Alternative Libérale Etudiants Lorraine

Voici quelques réflexions des adhérants d'ALE à Nancy. Vous y trouverez aussi notre agenda pour nos cafés et diverses réunions publiques. L'intégralité des propos tenus sur ce blog engage uniquement leurs auteurs et en aucun cas Alternative Libérale : c'est la liberté d'expression que nous prônons.

6 janv. 2007

"Camisole de force"

«On ne pourra pas compter sur la pleine adhésion à l’UE. Ce serait rabaisser les coutumes turques, non seulement pour des pays membres de l'UE mais, en conséquence, aussi pour le monde entier. Nous pensons que la Turquie ne devrait pas abandonner son objectif actuel d'adhésion en tant que membre à part entière de l'UE. La Turquie se devrait juste de refuser le camisole de force bureaucratique de cette organisation.» (1)
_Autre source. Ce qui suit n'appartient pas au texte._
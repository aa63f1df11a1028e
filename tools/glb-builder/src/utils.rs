//! Utility functions for GLB construction

use gltf_json as json;

const CHUNK_JSON: u32 = 0x4E4F_534A;
const CHUNK_BIN: u32 = 0x004E_4942;

/// Compute bounding box for positions
pub fn compute_bounds(positions: &[[f32; 3]]) -> (Vec<f32>, Vec<f32>) {
    let mut min = [f32::MAX; 3];
    let mut max = [f32::MIN; 3];

    for pos in positions {
        for axis in 0..3 {
            min[axis] = min[axis].min(pos[axis]);
            max[axis] = max[axis].max(pos[axis]);
        }
    }

    (min.to_vec(), max.to_vec())
}

/// Align buffer to 4-byte boundary
pub fn align_buffer(buffer: &mut Vec<u8>) {
    let padded = buffer.len().next_multiple_of(4);
    buffer.resize(padded, 0);
}

/// Assemble GLB binary from a JSON root and the embedded buffer.
///
/// Panics if the root cannot be serialised, which only happens for
/// hand-built documents containing non-finite floats.
pub fn assemble_glb(root: &json::Root, buffer_data: &[u8]) -> Vec<u8> {
    let json_bytes = json::serialize::to_vec(root).expect("Failed to serialize GLTF JSON");

    let json_len = json_bytes.len().next_multiple_of(4);
    let bin_len = buffer_data.len().next_multiple_of(4);
    let total_length = 12 + 8 + json_len + 8 + bin_len;

    let mut glb = Vec::with_capacity(total_length);
    glb.extend_from_slice(b"glTF");
    glb.extend_from_slice(&2u32.to_le_bytes());
    glb.extend_from_slice(&(total_length as u32).to_le_bytes());

    write_chunk(&mut glb, CHUNK_JSON, &json_bytes, b' ');
    write_chunk(&mut glb, CHUNK_BIN, buffer_data, 0);

    glb
}

fn write_chunk(glb: &mut Vec<u8>, chunk_type: u32, payload: &[u8], pad: u8) {
    let padded_len = payload.len().next_multiple_of(4);
    glb.extend_from_slice(&(padded_len as u32).to_le_bytes());
    glb.extend_from_slice(&chunk_type.to_le_bytes());
    glb.extend_from_slice(payload);
    glb.resize(glb.len() + padded_len - payload.len(), pad);
}

#[cfg(test)]
mod tests {
    use super::*;

    #[test]
    fn test_compute_bounds_simple() {
        let positions = [[0.0, 0.0, 0.0], [1.0, 2.0, 3.0], [-1.0, -2.0, -3.0]];
        let (min, max) = compute_bounds(&positions);
        assert_eq!(min, vec![-1.0, -2.0, -3.0]);
        assert_eq!(max, vec![1.0, 2.0, 3.0]);
    }

    #[test]
    fn test_align_buffer() {
        let mut buffer = vec![1, 2, 3];
        align_buffer(&mut buffer);
        assert_eq!(buffer, vec![1, 2, 3, 0]);

        let mut aligned = vec![1, 2, 3, 4];
        align_buffer(&mut aligned);
        assert_eq!(aligned.len(), 4);
    }

    #[test]
    fn test_write_chunk_pads() {
        let mut out = Vec::new();
        write_chunk(&mut out, CHUNK_JSON, b"{}", b' ');
        assert_eq!(out.len(), 8 + 4);
        assert_eq!(&out[0..4], &4u32.to_le_bytes());
        assert_eq!(&out[4..8], b"JSON");
        assert_eq!(&out[8..], b"{}  ");
    }
}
Voilà la position (traduite en français) adoptée par le parti libéral-démocrate de Turquie, tel qu’il est écrit sur les pages numériques du parti. Rien d’étonnant pour un parti libéral. Mais pour qui a assisté au débat sur le TCE (Traité Constitutionnel Européen), cette phrase apparaît bizarre. Il semblait en effet que l’Europe était une sorte de « monstre libéral », d’ogre au nom visqueux de « Bolkestein »… elle n’est en fait qu’une organisation économique et politique, prête à asseoir sa lourde bureaucratie sur les citoyens européens. Elle était pourtant _ à l’origine _ appuyée par les libéraux : libre concurrence économique et politique, état de droit fédéral et décentralisé, laissant peu de place aux Etats-Nations de commettre les méfaits du Siècle Sanglant. Elle aurait pu devenir un lieu de la liberté économique et politique, puissant barrage à l’hégémonisme soviétique initial.
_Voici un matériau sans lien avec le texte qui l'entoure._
//! Lift the named cabinet parts to the top level and drop everything else

use std::collections::{BTreeMap, BTreeSet};
use std::fmt;

use gltf_json as json;
use serde::Serialize;
use tracing::{debug, warn};

#[derive(Debug, Clone, Serialize)]
pub struct FlattenReport {
    pub nodes_before: usize,
    pub nodes_after: usize,
    pub meshes: usize,
    pub kept: Vec<KeptNode>,
}

#[derive(Debug, Clone, Serialize)]
pub struct KeptNode {
    pub name: String,
    pub mesh: Option<usize>,
    /// Mesh was taken from a child because the node itself is a group
    pub mesh_from_child: bool,
}

fn flat_node(root: &json::Root, node: &json::Node) -> (json::Node, bool) {
    let (mesh, from_child) = match node.mesh {
        Some(mesh) => (Some(mesh), false),
        None => {
            let child_mesh = node
                .children
                .iter()
                .flatten()
                .filter_map(|c| root.nodes.get(c.value()))
                .find_map(|c| c.mesh);
            (child_mesh, child_mesh.is_some())
        }
    };

    let flat = json::Node {
        camera: None,
        children: None,
        extensions: Default::default(),
        extras: Default::default(),
        matrix: node.matrix,
        mesh,
        name: node.name.clone(),
        rotation: node.rotation,
        scale: node.scale,
        skin: None,
        translation: node.translation,
        weights: None,
    };
    (flat, from_child)
}

/// Keep only nodes named in `keep` (all mesh nodes when `keep` is empty),
/// each as a root node of scene 0.
pub fn flatten(root: &mut json::Root, keep: &[String]) -> FlattenReport {
    let keep: BTreeSet<&str> = keep.iter().map(String::as_str).collect();
    let nodes_before = root.nodes.len();

    let mut remap = BTreeMap::new();
    let mut new_nodes = Vec::new();
    let mut kept = Vec::new();

    for (index, node) in root.nodes.iter().enumerate() {
        let selected = if keep.is_empty() {
            node.mesh.is_some()
        } else {
            node.name.as_deref().is_some_and(|n| keep.contains(n))
        };
        if !selected {
            continue;
        }

        let (flat, mesh_from_child) = flat_node(root, node);
        let name = flat.name.clone().unwrap_or_else(|| format!("Node_{index}"));
        debug!("Keeping node {} -> {}", index, new_nodes.len());
        if flat.mesh.is_none() {
            warn!("Kept node '{}' has no mesh", name);
        }

        kept.push(KeptNode {
            name,
            mesh: flat.mesh.map(|m| m.value()),
            mesh_from_child,
        });
        remap.insert(index, new_nodes.len() as u32);
        new_nodes.push(flat);
    }

    for name in &keep {
        if !kept.iter().any(|k| k.name == *name) {
            warn!("No node named '{}' found", name);
        }
    }

    let count = new_nodes.len() as u32;
    root.nodes = new_nodes;

    for (i, scene) in root.scenes.iter_mut().enumerate() {
        scene.nodes = if i == 0 {
            (0..count).map(json::Index::new).collect()
        } else {
            scene
                .nodes
                .iter()
                .filter_map(|n| remap.get(&n.value()).map(|&m| json::Index::new(m)))
                .collect()
        };
    }

    // Flattened nodes carry no skins, and animations may only target kept nodes
    root.skins.clear();
    for animation in &mut root.animations {
        animation
            .channels
            .retain_mut(|channel| match remap.get(&channel.target.node.value()) {
                Some(&new) => {
                    channel.target.node = json::Index::new(new);
                    true
                }
                None => false,
            });
    }
    root.animations.retain(|a| !a.channels.is_empty());

    FlattenReport {
        nodes_before,
        nodes_after: root.nodes.len(),
        meshes: root.meshes.len(),
        kept,
    }
}

impl fmt::Display for FlattenReport {
    fn fmt(&self, f: &mut fmt::Formatter<'_>) -> fmt::Result {
        writeln!(f, "Before: {} nodes, {} meshes", self.nodes_before, self.meshes)?;
        for node in &self.kept {
            match (node.mesh, node.mesh_from_child) {
                (Some(mesh), false) => writeln!(f, "  kept {} (mesh {mesh})", node.name)?,
                (Some(mesh), true) => {
                    writeln!(f, "  kept {} (mesh {mesh} from child)", node.name)?
                }
                (None, _) => writeln!(f, "  kept {} (no mesh)", node.name)?,
            }
        }
        writeln!(f, "After: {} nodes, all at top level", self.nodes_after)
    }
}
On peut chercher à comprendre ce qui a mis le frein à l’Europe.

D’abord, le sentiment national a été un élément de réticence à l’égard d’une Europe supranationale. Il ne s’agit pas d’accuser le principe de nation. Voulue par de Gaulle, elle a eu ses accents dans la bouche de Monsieur Chirac en 1978 lors de l’appel de Cochin. Bien des hommes (à gauche le plus souvent) snobent aujourd’hui le sentiment patriotique, l’accusant de faire partie des bas instincts populaires. Il s’agit pourtant d’un noble sentiment. La patrie appelle les uns à construire, les autres à créer et à se sentir fier des constructions de la nation. Le patriotisme, le sentiment national, c’est l’amour des siens. Qui ose parler en mal de l’amour ? Il existe une haine nationaliste, certes ; mais elle n’entre pas dans ce propos.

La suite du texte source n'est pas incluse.